Par Joēl Onana
La tension monte au sein de la diaspora camerounaise au Gabon après la disparition de plusieurs militants qui s’étaient rendus à l’ambassade du Cameroun à Libreville pour exiger la surveillance du processus électoral. Selon des témoins, ces citoyens auraient été arrêtés par des individus non identifiés, avant d’être transportés clandestinement vers le Cameroun.
Des sources concordantes affirment qu’ils se trouvent à présent entre les mains des forces de sécurité camerounaises, dans des conditions inconnues. L’opération, menée en dehors de tout cadre légal, suscite une vague d’indignation au sein de la communauté camerounaise au Gabon et des organisations de défense des droits humains.
Les proches des disparus appellent les autorités à clarifier la situation et à garantir leur sécurité, tandis que des Ong demandent l’ouverture d’une enquête internationale pour « enlèvement transfrontalier ».

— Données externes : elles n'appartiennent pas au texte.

use reqwest::StatusCode;

use crate::{RequestDescriptor, Response};

/// Error type returned by [`crate::AuthenticatedClient`].
#[derive(Debug, thiserror::Error)]
pub enum ClientError {
    /// No response was received (network failure, timeout, unreadable body).
    #[error("transport error: {source}")]
    Transport {
        source: reqwest::Error,
        /// The request that failed, as it was sent.
        request: Box<RequestDescriptor>,
    },
    /// Non-success HTTP status with the buffered response.
    #[error("http error {}: {}", .response.status.as_u16(), .response.body)]
    Http {
        response: Box<Response>,
        /// The request that failed, including its retry flag.
        request: Box<RequestDescriptor>,
    },
    /// Failure reported by a recovery callback that has no HTTP shape of its own.
    #[error("recovery failed: {0}")]
    Recovery(String),
    /// Request body could not be encoded.
    #[error("encode error: {0}")]
    Encode(String),
    /// Response body could not be decoded into the requested type.
    #[error("decode error: {0}")]
    Decode(String),
    /// Header name or value rejected by the HTTP layer.
    #[error("invalid header: {0}")]
    InvalidHeader(String),
    /// Client configuration rejected at construction time.
    #[error("invalid client config: {0}")]
    Config(String),
}

impl ClientError {
    /// HTTP status of the failure response, if one was received.
    pub fn status(&self) -> Option<StatusCode> {
        match self {
            Self::Http { response, .. } => Some(response.status),
            Self::Transport { source, .. } => source.status(),
            _ => None,
        }
    }

    /// The request descriptor attached to transport and HTTP failures.
    pub fn request(&self) -> Option<&RequestDescriptor> {
        match self {
            Self::Transport { request, .. } | Self::Http { request, .. } => Some(request),
            _ => None,
        }
    }

    pub fn is_unauthorized(&self) -> bool {
        self.status() == Some(StatusCode::UNAUTHORIZED)
    }
}
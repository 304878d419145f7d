//! Authenticated client: date-normalized bodies and single-shot 401 recovery.

use std::fmt;
use std::future::Future;
use std::sync::Arc;

use async_trait::async_trait;
use reqwest::StatusCode;

use crate::{
    transport::{Failure, Transport},
    ClientConfig, ClientError, RequestDescriptor, Response, Result, TransformPipeline, Value,
};

/// Recovers from the first 401 of a request.
///
/// Typically refreshes credentials, updates the descriptor's headers and
/// resubmits it through the given client. Whatever this returns becomes the
/// caller's result; it is not inspected again. Resubmitting the same
/// descriptor keeps its retry flag set, so a second 401 is final.
///
/// Any `Fn(AuthenticatedClient, RequestDescriptor) -> impl Future<Output =
/// Result<Response>>` closure implements this trait.
#[cfg_attr(not(target_arch = "wasm32"), async_trait)]
#[cfg_attr(target_arch = "wasm32", async_trait(?Send))]
pub trait RecoveryCallback: Send + Sync {
    async fn recover(
        &self,
        client: AuthenticatedClient,
        request: RequestDescriptor,
    ) -> Result<Response>;
}

#[cfg(not(target_arch = "wasm32"))]
#[async_trait]
impl<F, Fut> RecoveryCallback for F
where
    F: Fn(AuthenticatedClient, RequestDescriptor) -> Fut + Send + Sync,
    Fut: Future<Output = Result<Response>> + Send,
{
    async fn recover(
        &self,
        client: AuthenticatedClient,
        request: RequestDescriptor,
    ) -> Result<Response> {
        (self)(client, request).await
    }
}

#[cfg(target_arch = "wasm32")]
#[async_trait(?Send)]
impl<F, Fut> RecoveryCallback for F
where
    F: Fn(AuthenticatedClient, RequestDescriptor) -> Fut + Send + Sync,
    Fut: Future<Output = Result<Response>>,
{
    async fn recover(
        &self,
        client: AuthenticatedClient,
        request: RequestDescriptor,
    ) -> Result<Response> {
        (self)(client, request).await
    }
}

struct Inner {
    transport: Transport,
    pipeline: TransformPipeline,
    recovery: Option<Arc<dyn RecoveryCallback>>,
}

/// HTTP client for endpoints that require credentials.
///
/// Cloning is cheap and clones share configuration and recovery callback.
#[derive(Clone)]
pub struct AuthenticatedClient {
    inner: Arc<Inner>,
}

impl fmt::Debug for AuthenticatedClient {
    fn fmt(&self, f: &mut fmt::Formatter<'_>) -> fmt::Result {
        let config = self.inner.transport.config();
        f.debug_struct("AuthenticatedClient")
            .field("base_url", &config.base_url)
            .field("timeout_ms", &config.timeout_ms)
            .field("transforms", &self.inner.pipeline.len())
            .field("recovery", &self.inner.recovery.is_some())
            .finish()
    }
}

impl AuthenticatedClient {
    /// Builds a client, optionally with a 401 recovery callback.
    ///
    /// Fails with [`ClientError::Config`] if the config is invalid.
    pub fn create(
        config: ClientConfig,
        recovery: Option<Arc<dyn RecoveryCallback>>,
    ) -> Result<Self> {
        let pipeline = TransformPipeline::with_date_normalization(config.date_offset);
        let transport = Transport::new(config)?;
        Ok(Self {
            inner: Arc::new(Inner {
                transport,
                pipeline,
                recovery,
            }),
        })
    }

    /// Builds a client without a recovery callback.
    pub fn new(config: ClientConfig) -> Result<Self> {
        Self::create(config, None)
    }

    /// Returns a client that delegates the first 401 of each request to `recovery`.
    pub fn with_recovery<C>(self, recovery: C) -> Self
    where
        C: RecoveryCallback + 'static,
    {
        self.rebuild(|inner| inner.recovery = Some(Arc::new(recovery)))
    }

    /// Returns a client with `step` appended to the body pipeline.
    ///
    /// Steps run after date normalization and before JSON encoding.
    pub fn with_transform<F>(self, step: F) -> Self
    where
        F: Fn(Value) -> Value + Send + Sync + 'static,
    {
        self.rebuild(|inner| inner.pipeline.push(step))
    }

    pub fn config(&self) -> &ClientConfig {
        self.inner.transport.config()
    }

    pub async fn get(&self, url: &str) -> Result<Response> {
        self.send(RequestDescriptor::get(url)).await
    }

    pub async fn delete(&self, url: &str) -> Result<Response> {
        self.send(RequestDescriptor::delete(url)).await
    }

    pub async fn head(&self, url: &str) -> Result<Response> {
        self.send(RequestDescriptor::new(reqwest::Method::HEAD, url))
            .await
    }

    pub async fn post(&self, url: &str, body: impl Into<Value>) -> Result<Response> {
        self.send(RequestDescriptor::post(url, body)).await
    }

    pub async fn put(&self, url: &str, body: impl Into<Value>) -> Result<Response> {
        self.send(RequestDescriptor::put(url, body)).await
    }

    pub async fn patch(&self, url: &str, body: impl Into<Value>) -> Result<Response> {
        self.send(RequestDescriptor::patch(url, body)).await
    }

    /// Sends a request through the pipeline and the 401 interceptor.
    pub async fn send(&self, mut request: RequestDescriptor) -> Result<Response> {
        let failure = match self
            .inner
            .transport
            .execute(&request, &self.inner.pipeline)
            .await
        {
            Ok(response) => return Ok(response),
            Err(failure) => failure,
        };

        match failure {
            Failure::Status(response) => {
                if response.status == StatusCode::UNAUTHORIZED && !request.is_retried() {
                    if let Some(recovery) = &self.inner.recovery {
                        #[cfg(feature = "tracing")]
                        tracing::debug!(
                            "delegating 401 for {} {} to recovery callback",
                            request.method,
                            request.url
                        );

                        request.mark_retried();
                        return recovery.recover(self.clone(), request).await;
                    }
                }

                #[cfg(feature = "tracing")]
                tracing::debug!(
                    "{} {} failed with status {} (retried: {})",
                    request.method,
                    request.url,
                    response.status,
                    request.is_retried()
                );

                Err(ClientError::Http {
                    response: Box::new(response),
                    request: Box::new(request),
                })
            }
            Failure::Network(source) => Err(ClientError::Transport {
                source,
                request: Box::new(request),
            }),
            Failure::Encode(err) => Err(err),
        }
    }

    fn rebuild(self, edit: impl FnOnce(&mut Inner)) -> Self {
        let mut inner = match Arc::try_unwrap(self.inner) {
            Ok(inner) => inner,
            Err(shared) => Inner {
                transport: shared.transport.clone(),
                pipeline: shared.pipeline.clone(),
                recovery: shared.recovery.clone(),
            },
        };
        edit(&mut inner);
        Self {
            inner: Arc::new(inner),
        }
    }
}

#[cfg(test)]
mod tests {
    use super::AuthenticatedClient;
    use crate::{ClientConfig, ClientError, RequestDescriptor, Response, Value};

    #[test]
    fn create_rejects_invalid_config() {
        let err = AuthenticatedClient::new(ClientConfig::new("https://api.example.com", 0))
            .expect_err("must fail");
        assert!(matches!(err, ClientError::Config(_)));
    }

    #[test]
    fn pipeline_starts_with_date_normalization() {
        let client = AuthenticatedClient::new(ClientConfig::new("https://api.example.com", 1_000))
            .expect("valid config")
            .with_transform(|value| value);
        assert_eq!(client.inner.pipeline.len(), 2);

        let date = chrono::DateTime::parse_from_rfc3339("2024-05-06T07:08:09+03:00")
            .expect("valid date");
        let applied = client
            .inner
            .pipeline
            .apply(Value::object([("at", Value::date(date))]));
        assert_eq!(
            applied.get("at"),
            Some(&Value::text("2024-05-06T07:08:09+03:00"))
        );
    }

    #[test]
    fn debug_reports_recovery_without_internals() {
        let client = AuthenticatedClient::new(ClientConfig::new("https://api.example.com", 1_000))
            .expect("valid config")
            .with_recovery(|_client: AuthenticatedClient, _request: RequestDescriptor| async {
                Err::<Response, ClientError>(ClientError::Recovery("unused".to_owned()))
            });

        let debug = format!("{client:?}");
        assert!(debug.contains("https://api.example.com"));
        assert!(debug.contains("recovery: true"));
    }
}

Le Cameroun a connu le 12 octobre une élection présidentielle marquée par de fortes tensions et des accusations de fraude. La diaspora, très mobilisée dans plusieurs pays, avait annoncé vouloir surveiller le dépouillement pour éviter toute manipulation des résultats. Libreville, qui abrite une importante communauté camerounaise, avait été identifiée comme un point de vigilance particulier. Cette affaire risque d’envenimer encore davantage un climat post-électoral déjà explosif.